In the records below, begin at the line containing "filename src/strategy.rs" and end at the line containing "User-facing concurrency strategy."; quote every line in that span exactly, including both boundary lines, and no others.
Start of Block
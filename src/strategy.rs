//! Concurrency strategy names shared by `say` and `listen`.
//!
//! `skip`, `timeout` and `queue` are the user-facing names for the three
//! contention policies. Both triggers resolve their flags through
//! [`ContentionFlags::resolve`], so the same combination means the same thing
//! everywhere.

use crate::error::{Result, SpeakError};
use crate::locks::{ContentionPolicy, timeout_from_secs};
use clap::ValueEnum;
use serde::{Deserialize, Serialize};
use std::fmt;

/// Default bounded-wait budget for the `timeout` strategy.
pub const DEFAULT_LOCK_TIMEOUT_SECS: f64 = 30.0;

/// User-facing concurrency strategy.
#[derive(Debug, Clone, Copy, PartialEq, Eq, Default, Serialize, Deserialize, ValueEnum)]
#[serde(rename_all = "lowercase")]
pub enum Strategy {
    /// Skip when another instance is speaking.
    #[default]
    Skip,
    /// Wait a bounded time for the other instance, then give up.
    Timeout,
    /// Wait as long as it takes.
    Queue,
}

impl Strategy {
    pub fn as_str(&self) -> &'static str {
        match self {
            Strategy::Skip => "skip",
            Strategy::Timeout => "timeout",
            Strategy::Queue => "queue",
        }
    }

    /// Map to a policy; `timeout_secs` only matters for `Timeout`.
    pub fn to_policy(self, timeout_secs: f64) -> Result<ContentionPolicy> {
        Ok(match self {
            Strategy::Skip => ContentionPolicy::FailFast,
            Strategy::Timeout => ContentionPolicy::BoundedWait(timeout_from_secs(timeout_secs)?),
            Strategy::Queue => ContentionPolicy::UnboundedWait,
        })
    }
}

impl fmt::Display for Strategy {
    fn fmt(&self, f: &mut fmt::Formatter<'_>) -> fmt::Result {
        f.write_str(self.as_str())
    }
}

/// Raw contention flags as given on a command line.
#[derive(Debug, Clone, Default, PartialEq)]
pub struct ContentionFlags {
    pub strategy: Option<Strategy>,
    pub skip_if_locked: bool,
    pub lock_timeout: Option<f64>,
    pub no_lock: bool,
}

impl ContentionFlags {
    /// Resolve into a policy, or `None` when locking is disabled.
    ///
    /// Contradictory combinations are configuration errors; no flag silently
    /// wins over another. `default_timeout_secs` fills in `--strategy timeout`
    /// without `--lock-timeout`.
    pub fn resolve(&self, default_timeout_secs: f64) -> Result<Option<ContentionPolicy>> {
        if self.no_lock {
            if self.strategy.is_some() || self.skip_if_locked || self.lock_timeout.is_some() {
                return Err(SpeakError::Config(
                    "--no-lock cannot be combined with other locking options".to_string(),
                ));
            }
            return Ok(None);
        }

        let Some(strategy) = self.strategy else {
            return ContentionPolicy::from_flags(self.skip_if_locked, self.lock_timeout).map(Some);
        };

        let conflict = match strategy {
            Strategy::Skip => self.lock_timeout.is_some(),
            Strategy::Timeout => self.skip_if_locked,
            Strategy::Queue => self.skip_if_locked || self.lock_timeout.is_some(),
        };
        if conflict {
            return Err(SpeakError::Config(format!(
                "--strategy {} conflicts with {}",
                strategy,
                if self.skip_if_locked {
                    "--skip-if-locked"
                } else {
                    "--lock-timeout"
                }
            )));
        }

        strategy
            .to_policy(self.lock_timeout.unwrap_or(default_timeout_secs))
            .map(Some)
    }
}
End of Block
Start of Block
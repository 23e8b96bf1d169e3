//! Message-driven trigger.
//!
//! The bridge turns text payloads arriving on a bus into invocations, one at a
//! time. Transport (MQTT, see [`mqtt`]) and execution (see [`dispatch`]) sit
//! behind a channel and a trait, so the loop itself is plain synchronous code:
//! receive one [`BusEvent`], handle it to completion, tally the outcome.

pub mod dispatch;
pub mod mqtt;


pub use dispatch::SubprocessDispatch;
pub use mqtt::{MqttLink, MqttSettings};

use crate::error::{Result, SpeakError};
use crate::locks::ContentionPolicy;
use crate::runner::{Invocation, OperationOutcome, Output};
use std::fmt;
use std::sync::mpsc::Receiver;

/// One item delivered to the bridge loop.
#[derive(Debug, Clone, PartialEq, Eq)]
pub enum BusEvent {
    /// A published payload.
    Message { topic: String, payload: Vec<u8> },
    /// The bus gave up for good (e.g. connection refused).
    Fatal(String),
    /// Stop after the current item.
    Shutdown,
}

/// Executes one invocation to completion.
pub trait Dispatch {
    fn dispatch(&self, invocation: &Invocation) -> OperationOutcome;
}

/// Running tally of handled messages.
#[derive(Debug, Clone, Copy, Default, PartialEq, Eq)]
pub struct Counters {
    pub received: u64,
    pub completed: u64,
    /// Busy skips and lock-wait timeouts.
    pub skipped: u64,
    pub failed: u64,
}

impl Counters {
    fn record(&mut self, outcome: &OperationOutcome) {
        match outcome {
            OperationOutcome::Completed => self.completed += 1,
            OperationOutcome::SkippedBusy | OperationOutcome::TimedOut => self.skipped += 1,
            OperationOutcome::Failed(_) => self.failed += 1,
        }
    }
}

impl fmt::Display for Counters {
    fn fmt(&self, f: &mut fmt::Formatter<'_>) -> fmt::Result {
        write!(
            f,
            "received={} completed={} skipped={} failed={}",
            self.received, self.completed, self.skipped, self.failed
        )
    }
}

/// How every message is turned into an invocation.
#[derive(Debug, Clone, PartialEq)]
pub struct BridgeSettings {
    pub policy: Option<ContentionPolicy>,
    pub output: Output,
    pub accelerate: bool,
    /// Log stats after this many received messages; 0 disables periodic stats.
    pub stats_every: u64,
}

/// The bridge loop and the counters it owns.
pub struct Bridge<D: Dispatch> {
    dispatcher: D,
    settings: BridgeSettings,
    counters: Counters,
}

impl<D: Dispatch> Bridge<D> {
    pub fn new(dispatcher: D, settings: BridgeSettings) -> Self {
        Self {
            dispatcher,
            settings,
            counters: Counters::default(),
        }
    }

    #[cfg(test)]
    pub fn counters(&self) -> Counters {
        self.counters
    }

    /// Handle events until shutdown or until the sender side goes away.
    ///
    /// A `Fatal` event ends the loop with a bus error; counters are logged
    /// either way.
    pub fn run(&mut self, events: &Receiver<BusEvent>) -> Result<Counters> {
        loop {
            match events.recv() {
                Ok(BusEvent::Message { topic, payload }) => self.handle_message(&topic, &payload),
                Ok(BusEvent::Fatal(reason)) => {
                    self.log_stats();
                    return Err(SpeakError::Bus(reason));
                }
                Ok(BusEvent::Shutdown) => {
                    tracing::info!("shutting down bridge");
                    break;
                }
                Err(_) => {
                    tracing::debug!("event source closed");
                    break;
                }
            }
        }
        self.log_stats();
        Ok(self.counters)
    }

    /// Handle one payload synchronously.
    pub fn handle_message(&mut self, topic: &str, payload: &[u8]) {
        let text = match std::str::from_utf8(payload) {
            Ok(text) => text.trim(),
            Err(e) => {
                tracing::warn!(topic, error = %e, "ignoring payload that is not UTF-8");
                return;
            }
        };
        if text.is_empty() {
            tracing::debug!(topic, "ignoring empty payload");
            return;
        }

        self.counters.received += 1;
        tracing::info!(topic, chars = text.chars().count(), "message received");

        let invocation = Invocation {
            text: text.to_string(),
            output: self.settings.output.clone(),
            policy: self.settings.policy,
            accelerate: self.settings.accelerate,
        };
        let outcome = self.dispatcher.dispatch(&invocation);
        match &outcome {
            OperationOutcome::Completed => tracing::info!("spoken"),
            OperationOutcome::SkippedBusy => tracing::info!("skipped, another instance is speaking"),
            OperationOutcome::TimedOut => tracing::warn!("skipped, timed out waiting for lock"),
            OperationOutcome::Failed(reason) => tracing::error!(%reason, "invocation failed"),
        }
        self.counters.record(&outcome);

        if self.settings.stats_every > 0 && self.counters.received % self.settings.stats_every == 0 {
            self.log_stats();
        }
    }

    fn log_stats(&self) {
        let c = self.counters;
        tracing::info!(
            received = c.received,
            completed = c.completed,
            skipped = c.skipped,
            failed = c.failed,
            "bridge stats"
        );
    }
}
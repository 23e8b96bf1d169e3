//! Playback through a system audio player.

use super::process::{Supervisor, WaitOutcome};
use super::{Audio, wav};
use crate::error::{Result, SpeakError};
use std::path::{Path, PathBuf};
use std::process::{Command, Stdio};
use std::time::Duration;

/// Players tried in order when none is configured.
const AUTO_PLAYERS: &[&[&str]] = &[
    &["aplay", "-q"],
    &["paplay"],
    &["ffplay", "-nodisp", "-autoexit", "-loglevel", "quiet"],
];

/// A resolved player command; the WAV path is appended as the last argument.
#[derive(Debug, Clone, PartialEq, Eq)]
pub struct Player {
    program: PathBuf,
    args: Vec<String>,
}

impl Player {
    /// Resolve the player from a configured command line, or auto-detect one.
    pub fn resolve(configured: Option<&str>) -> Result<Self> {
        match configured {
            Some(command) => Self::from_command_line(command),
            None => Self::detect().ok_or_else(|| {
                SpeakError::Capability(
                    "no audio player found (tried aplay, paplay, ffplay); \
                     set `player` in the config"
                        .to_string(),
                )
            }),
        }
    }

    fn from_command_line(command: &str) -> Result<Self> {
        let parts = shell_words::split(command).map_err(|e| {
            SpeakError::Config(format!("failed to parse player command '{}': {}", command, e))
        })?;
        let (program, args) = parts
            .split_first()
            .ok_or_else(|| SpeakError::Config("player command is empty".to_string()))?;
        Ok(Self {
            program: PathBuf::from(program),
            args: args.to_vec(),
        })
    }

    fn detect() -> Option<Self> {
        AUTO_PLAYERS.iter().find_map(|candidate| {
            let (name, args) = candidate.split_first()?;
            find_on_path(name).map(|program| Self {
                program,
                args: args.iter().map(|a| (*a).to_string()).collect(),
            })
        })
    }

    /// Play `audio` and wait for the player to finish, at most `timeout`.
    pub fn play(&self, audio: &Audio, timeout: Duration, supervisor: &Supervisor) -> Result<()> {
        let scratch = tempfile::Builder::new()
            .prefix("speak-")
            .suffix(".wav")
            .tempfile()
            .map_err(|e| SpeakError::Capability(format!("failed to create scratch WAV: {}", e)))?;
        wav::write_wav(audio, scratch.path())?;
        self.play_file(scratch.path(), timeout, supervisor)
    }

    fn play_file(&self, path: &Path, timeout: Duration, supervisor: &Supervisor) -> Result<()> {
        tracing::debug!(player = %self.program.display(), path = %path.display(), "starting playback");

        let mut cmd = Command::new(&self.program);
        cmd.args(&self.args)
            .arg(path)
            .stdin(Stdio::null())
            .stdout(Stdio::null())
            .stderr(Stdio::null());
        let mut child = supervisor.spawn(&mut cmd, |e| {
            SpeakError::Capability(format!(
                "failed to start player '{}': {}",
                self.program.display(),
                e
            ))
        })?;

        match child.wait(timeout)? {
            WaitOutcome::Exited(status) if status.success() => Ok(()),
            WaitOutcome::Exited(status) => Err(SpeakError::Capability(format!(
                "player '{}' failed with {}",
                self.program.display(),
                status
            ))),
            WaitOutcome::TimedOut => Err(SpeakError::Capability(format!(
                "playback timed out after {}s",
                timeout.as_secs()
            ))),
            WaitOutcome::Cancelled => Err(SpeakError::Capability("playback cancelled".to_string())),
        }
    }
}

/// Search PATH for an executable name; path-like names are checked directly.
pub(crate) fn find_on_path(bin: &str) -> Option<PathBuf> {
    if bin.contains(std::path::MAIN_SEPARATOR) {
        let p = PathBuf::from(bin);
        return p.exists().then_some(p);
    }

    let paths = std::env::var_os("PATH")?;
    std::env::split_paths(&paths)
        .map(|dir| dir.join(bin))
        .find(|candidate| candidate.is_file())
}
End of Block
» OUTPUT
filename src/strategy.rs
//! Concurrency strategy names shared by `say` and `listen`.
//!
//! `skip`, `timeout` and `queue` are the user-facing names for the three
//! contention policies. Both triggers resolve their flags through
//! [`ContentionFlags::resolve`], so the same combination means the same thing
//! everywhere.

use crate::error::{Result, SpeakError};
use crate::locks::{ContentionPolicy, timeout_from_secs};
use clap::ValueEnum;
use serde::{Deserialize, Serialize};
use std::fmt;

/// Default bounded-wait budget for the `timeout` strategy.
pub const DEFAULT_LOCK_TIMEOUT_SECS: f64 = 30.0;

/// User-facing concurrency strategy.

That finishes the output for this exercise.